From 82e11e2aeb84794fcd8edab93e11f5e9a6964d6c Mon Sep 17 00:00:00 2001
From: Gregory Owens <5419829+owensgl@users.noreply.github.com>
Date: Tue, 13 Feb 2024 15:43:24 -0800
Subject: [PATCH] Update lab_6.md

---
 labs/lab_6.md | 128 ++++++++++++++++++++++++++++++++++++++++++++++++++
 1 file changed, 128 insertions(+)

diff --git a/labs/lab_6.md b/labs/lab_6.md
index a82534e46..eb2ff6c04 100644
--- a/labs/lab_6.md
+++ b/labs/lab_6.md
@@ -225,6 +225,134 @@ Depth indicates how many reads are on each base (on average) and
 coverage tells you how much of the reference sequence is covered by
 at least one base. 
 
+### Questions
+1) Use samtools stats to find out how many reads had MAPQ less than 10 in sample "SalmonSim.Stabilising.p10.i1.80000".
+2) Use samtools flagstats to find out what percent of reads are mapped to the genome.
+
+
+We can also look at the alignment itself by using samtools tview.
+```bash
+samtools tview SalmonSim.Stabilising.p10.i1.80000.sort.markdup.bam SalmonReference.fasta
+```
+Once you're inside, use the "?" key to bring up the help menu. Then use keys to move
+and look at your alignment. For this sample, we have very little differences between 
+our sample and the reference, but when we start doing variant calling we can use
+this to actually look at the reads and make sure that the variants are real. 
+
+***
+
+We often sequence many samples, and each of them needs to be processed individually. 

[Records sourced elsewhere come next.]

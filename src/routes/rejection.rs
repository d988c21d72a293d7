use log::{error, warn, Logger};
use serde::Serialize;
use warp::reply::{json, with_status, Json, WithStatus};

use crate::errors::{BackendError, ErrorKind};

/// A handler failure together with what the handler was doing.
#[derive(Debug)]
pub struct Rejection {
    pub(crate) context: Context,
    pub(crate) error: BackendError,
}

impl Rejection {
    pub fn new(context: Context, error: BackendError) -> Self {
        Rejection { context, error }
    }

    pub fn flatten(&self) -> FlattenedRejection {
        FlattenedRejection {
            ok: false,
            kind: self.error.kind(),
            message: format!("{}", self.error),
            context: self.context.clone(),
        }
    }

    /// Logs the failure and renders it as a failure envelope.
    pub fn into_reply(self, logger: &Logger) -> WithStatus<Json> {
        let status = super::status_code_for(&self.error);

        if status.is_server_error() {
            error!(logger, "Backend error"; "context" => ?self.context, "error" => ?self.error, "status" => %status, "message" => %self.error);
        } else {
            warn!(logger, "Request failed"; "context" => ?self.context, "status" => %status, "message" => %self.error);
        }

        with_status(json(&self.flatten()), status)
    }
}

#[derive(Debug, Serialize)]
pub struct FlattenedRejection {
    pub(crate) ok: bool,
    pub(crate) kind: ErrorKind,
    pub(crate) message: String,
    #[serde(flatten)]
    pub(crate) context: Context,
}

#[derive(Clone, Debug, Serialize)]
#[serde(tag = "operation", rename_all = "camelCase")]
pub enum Context {
    List {
        #[serde(rename = "userId")]
        user_id: Option<String>,
    },
    Create,
    Rename { id: Option<String> },
    Delete { id: Option<String> },
    Retrieve { id: String },
    Upload,
    Summarize {
        #[serde(rename = "audioId")]
        audio_id: Option<String>,
    },
}

impl Context {
    pub fn list(user_id: Option<String>) -> Context {
        Context::List { user_id }
    }

    pub fn create() -> Context {
        Context::Create
    }

    pub fn rename(id: Option<String>) -> Context {
        Context::Rename { id }
    }

    pub fn delete(id: Option<String>) -> Context {
        Context::Delete { id }
    }

    pub fn retrieve(id: String) -> Context {
        Context::Retrieve { id }
    }

    pub fn upload() -> Context {
        Context::Upload
    }

    pub fn summarize(audio_id: Option<String>) -> Context {
        Context::Summarize { audio_id }
    }
}

#[cfg(test)]
mod test {
    use uuid::Uuid;

    use super::*;

    #[test]
    fn envelopes_carry_kind_and_context() {
        let id = Uuid::new_v4();
        let rejection = Rejection::new(
            Context::delete(Some(id.to_string())),
            BackendError::NonExistentId(id),
        );

        let value = serde_json::to_value(&rejection.flatten()).unwrap();

        assert_eq!(value["ok"], false);
        assert_eq!(value["kind"], "NotFound");
        assert_eq!(value["operation"], "delete");
        assert_eq!(value["id"], id.to_string());
        assert!(value["message"].as_str().unwrap().contains(&id.to_string()));
    }

    #[test]
    fn unit_contexts_only_name_the_operation() {
        let rejection = Rejection::new(Context::upload(), BackendError::missing("file"));
        let value = serde_json::to_value(&rejection.flatten()).unwrap();

        assert_eq!(value["operation"], "upload");
        assert_eq!(value["kind"], "ValidationError");
    }
}
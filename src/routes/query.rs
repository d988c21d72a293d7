use serde::{Deserialize, Serialize};

/// `?userId=` on the list route.
#[derive(Clone, Debug, Default, Deserialize, Serialize)]
#[serde(rename_all = "camelCase")]
pub struct UserQuery {
    #[serde(default)]
    pub user_id: Option<String>,
}

/// `?id=` on the delete route.
#[derive(Clone, Debug, Default, Deserialize, Serialize)]
pub struct IdQuery {
    #[serde(default)]
    pub id: Option<String>,
}
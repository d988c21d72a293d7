use std::env;
use std::str::FromStr;

/// Returns the value of the named environment variable if it exists or panics.
pub fn get_variable(name: &str) -> String {
    env::var(name).unwrap_or_else(|_| panic!("must define {} environment variable", name))
}

/// Returns the value of the named environment variable, or `default` if
/// it is unset.
pub fn get_variable_or(name: &str, default: &str) -> String {
    env::var(name).unwrap_or_else(|_| default.to_owned())
}

/// Parses the named environment variable, falling back to `default` if it
/// is unset, and panics if it is set but unparseable.
pub fn parse_variable_or<T: FromStr>(name: &str, default: T) -> T {
    match env::var(name) {
        Ok(value) => value
            .parse()
            .unwrap_or_else(|_| panic!("parse {} environment variable", name)),
        Err(_) => default,
    }
}

/// Interprets `1`, `true` and `yes` as enabled.
pub fn get_flag(name: &str) -> bool {
    matches!(
        env::var(name).map(|v| v.to_ascii_lowercase()).as_deref(),
        Ok("1") | Ok("true") | Ok("yes")
    )
}
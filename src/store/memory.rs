use std::collections::HashMap;
use std::sync::atomic::{AtomicBool, Ordering};
use std::sync::RwLock;

use futures::future::{BoxFuture, FutureExt};
use rusoto_core::RusotoError;
use url::Url;

use crate::errors::BackendError;
use crate::store::Store;

/// An object kept by [`MemoryStore`].
#[derive(Clone, Debug, PartialEq)]
pub struct MemoryObject {
    pub content_type: String,
    pub raw: Vec<u8>,
}

/// A store that keeps objects in memory. Used by tests and local runs
/// without object storage.
pub struct MemoryStore {
    map: RwLock<HashMap<String, MemoryObject>>,
    base_url: Url,
    fail_uploads: AtomicBool,
}

impl MemoryStore {
    pub fn new(base_url: Url) -> Self {
        MemoryStore {
            map: RwLock::new(HashMap::new()),
            base_url,
            fail_uploads: AtomicBool::new(false),
        }
    }

    /// Makes every subsequent `save` fail.
    pub fn fail_uploads(&self, fail: bool) {
        self.fail_uploads.store(fail, Ordering::SeqCst);
    }

    pub fn get(&self, key: &str) -> Option<MemoryObject> {
        self.map.read().unwrap().get(key).cloned()
    }

    pub fn keys(&self) -> Vec<String> {
        self.map.read().unwrap().keys().cloned().collect()
    }

    pub fn len(&self) -> usize {
        self.map.read().unwrap().len()
    }

    pub fn is_empty(&self) -> bool {
        self.len() == 0
    }
}

impl Store for MemoryStore {
    fn delete<'a>(&'a self, key: &'a str) -> BoxFuture<'a, Result<(), BackendError>> {
        async move {
            self.map.write().unwrap().remove(key);

            Ok(())
        }
        .boxed()
    }

    fn get_url(&self, key: &str) -> Result<Url, BackendError> {
        self.base_url
            .join(key)
            .map_err(|source| BackendError::FailedToGenerateUrl {
                key: key.to_owned(),
                source,
            })
    }

    fn save<'a>(
        &'a self,
        key: &'a str,
        content_type: &'a str,
        raw: Vec<u8>,
    ) -> BoxFuture<'a, Result<(), BackendError>> {
        async move {
            if self.fail_uploads.load(Ordering::SeqCst) {
                return Err(BackendError::UploadFailed {
                    source: RusotoError::Validation("uploads are disabled".to_owned()),
                });
            }

            let object = MemoryObject {
                content_type: content_type.to_owned(),
                raw,
            };
            self.map.write().unwrap().insert(key.to_owned(), object);

            Ok(())
        }
        .boxed()
    }
}

#[cfg(test)]
mod test {
    use super::*;

    fn store() -> MemoryStore {
        MemoryStore::new(Url::parse("https://blob.example.com/recordings/").unwrap())
    }

    #[tokio::test]
    async fn uploads_are_retrievable_by_key() {
        let store = store();

        let stored = store
            .upload(vec![1, 2, 3], "audio/webm", "my lecture.webm")
            .await
            .expect("upload");

        assert!(stored.key.ends_with("-my_lecture.webm"));
        assert_eq!(
            stored.url.as_str(),
            format!("https://blob.example.com/recordings/{}", stored.key)
        );
        assert_eq!(
            store.get(&stored.key),
            Some(MemoryObject {
                content_type: "audio/webm".to_owned(),
                raw: vec![1, 2, 3]
            })
        );

        store.delete(&stored.key).await.expect("delete");
        assert!(store.is_empty());
    }

    #[tokio::test]
    async fn objects_without_a_url_are_removed() {
        // a `mailto:` URL cannot be joined onto
        let store = MemoryStore::new(Url::parse("mailto:audio@example.com").unwrap());

        let result = store.upload(vec![1], "audio/webm", "x.webm").await;

        assert!(matches!(result, Err(BackendError::FailedToGenerateUrl { .. })));
        assert!(store.is_empty());
    }

    #[tokio::test]
    async fn failing_uploads_store_nothing() {
        let store = store();
        store.fail_uploads(true);

        let result = store.upload(vec![1], "audio/webm", "x.webm").await;

        assert!(matches!(result, Err(BackendError::UploadFailed { .. })));
        assert!(store.is_empty());
    }
}
//! The library driven straight from an [`Environment`], without HTTP.

use futures::future::{BoxFuture, FutureExt};
use url::Url;
use uuid::Uuid;

use super::{Identity, PendingAudio, RecordingsApi};
use crate::environment::Environment;
use crate::io::{AudioUpload, UploadedFile};
use crate::recording::Recording;
use crate::routes::response::Failure;
use crate::service::{self, SummaryRequest};

impl RecordingsApi for Environment {
    fn list<'a>(&'a self, user_id: &'a str) -> BoxFuture<'a, Result<Vec<Recording>, Failure>> {
        async move {
            service::list(self, Some(user_id.to_owned()))
                .await
                .map_err(Failure::from)
        }
        .boxed()
    }

    fn upload<'a>(
        &'a self,
        identity: &'a Identity,
        name: &'a str,
        audio: &'a PendingAudio,
    ) -> BoxFuture<'a, Result<Recording, Failure>> {
        async move {
            let upload = AudioUpload {
                file: Some(UploadedFile {
                    raw: audio.raw.clone(),
                    content_type: Some(audio.content_type.clone()),
                    filename: None,
                }),
                user_id: Some(identity.user_id.clone()),
                email: Some(identity.email.clone()),
                name: Some(name.to_owned()),
            };

            service::create_with_audio(self, upload)
                .await
                .map_err(Failure::from)
        }
        .boxed()
    }

    fn rename<'a>(&'a self, id: &'a Uuid, new_name: &'a str) -> BoxFuture<'a, Result<Recording, Failure>> {
        async move {
            service::rename(self, Some(id.to_string()), Some(new_name.to_owned()))
                .await
                .map_err(Failure::from)
        }
        .boxed()
    }

    fn delete<'a>(&'a self, id: &'a Uuid) -> BoxFuture<'a, Result<(), Failure>> {
        async move {
            service::delete(self, Some(id.to_string()))
                .await
                .map(|_| ())
                .map_err(Failure::from)
        }
        .boxed()
    }

    fn summarize<'a>(&'a self, audio_url: &'a Url) -> BoxFuture<'a, Result<String, Failure>> {
        async move {
            let request = SummaryRequest {
                audio_url: Some(audio_url.to_string()),
                audio_id: None,
            };

            service::summarize(self, request)
                .await
                .map(|s| s.summary)
                .map_err(Failure::from)
        }
        .boxed()
    }
}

+We could make one long script that does each step for each sample individually, 
+but it's much more manageable to use loops to repeat the same steps for 
+many different samples. Lets go through a toy example to learn some tricks. 
+
+First lets start with a list of fastq files. You can make this file in nano by 
+copying and pasting and name it "fastq_files.txt". You could imagine making
+this file using the "ls" command with real data.
+```bash
+cat fastq_files.txt
+```
+```output
+sample01_R1.fastq.gz
+sample01_R2.fastq.gz
+sample02_R1.fastq.gz
+sample02_R2.fastq.gz
+sample29_R1.fastq.gz
+sample29_R2.fastq.gz
+```
+
+First thing is that we have both R1 and R2 files, but we're going to be treating
+those together as a single sample. So lets filter out the R2 lines using "grep"
+
+```bash
+cat fastq_files.txt | grep -v R2.fastq.gz > fastq_files.R1.txt
+```
+Now we have a list of files that we want to work on. Here are two ways
+we can loop through each line in that file.
+
+Option 1:
+```bash
+for x in `cat fastq_files.R1.txt`
+do
+  echo $x
+done
+```
+In this option, we're doing a creating our list of $x variables by using
+a mini command call in the `` marks. We could modify it on the fly with additional filters. 
+For example
+Option 1a:
+```bash
+for x in `cat fastq_files.R1.txt | grep -v sample29`
+do
+  echo $x
+done
+```
+Here we've excluded sample29. 
+
+In the second option, we use a "while" loop and the "read" command.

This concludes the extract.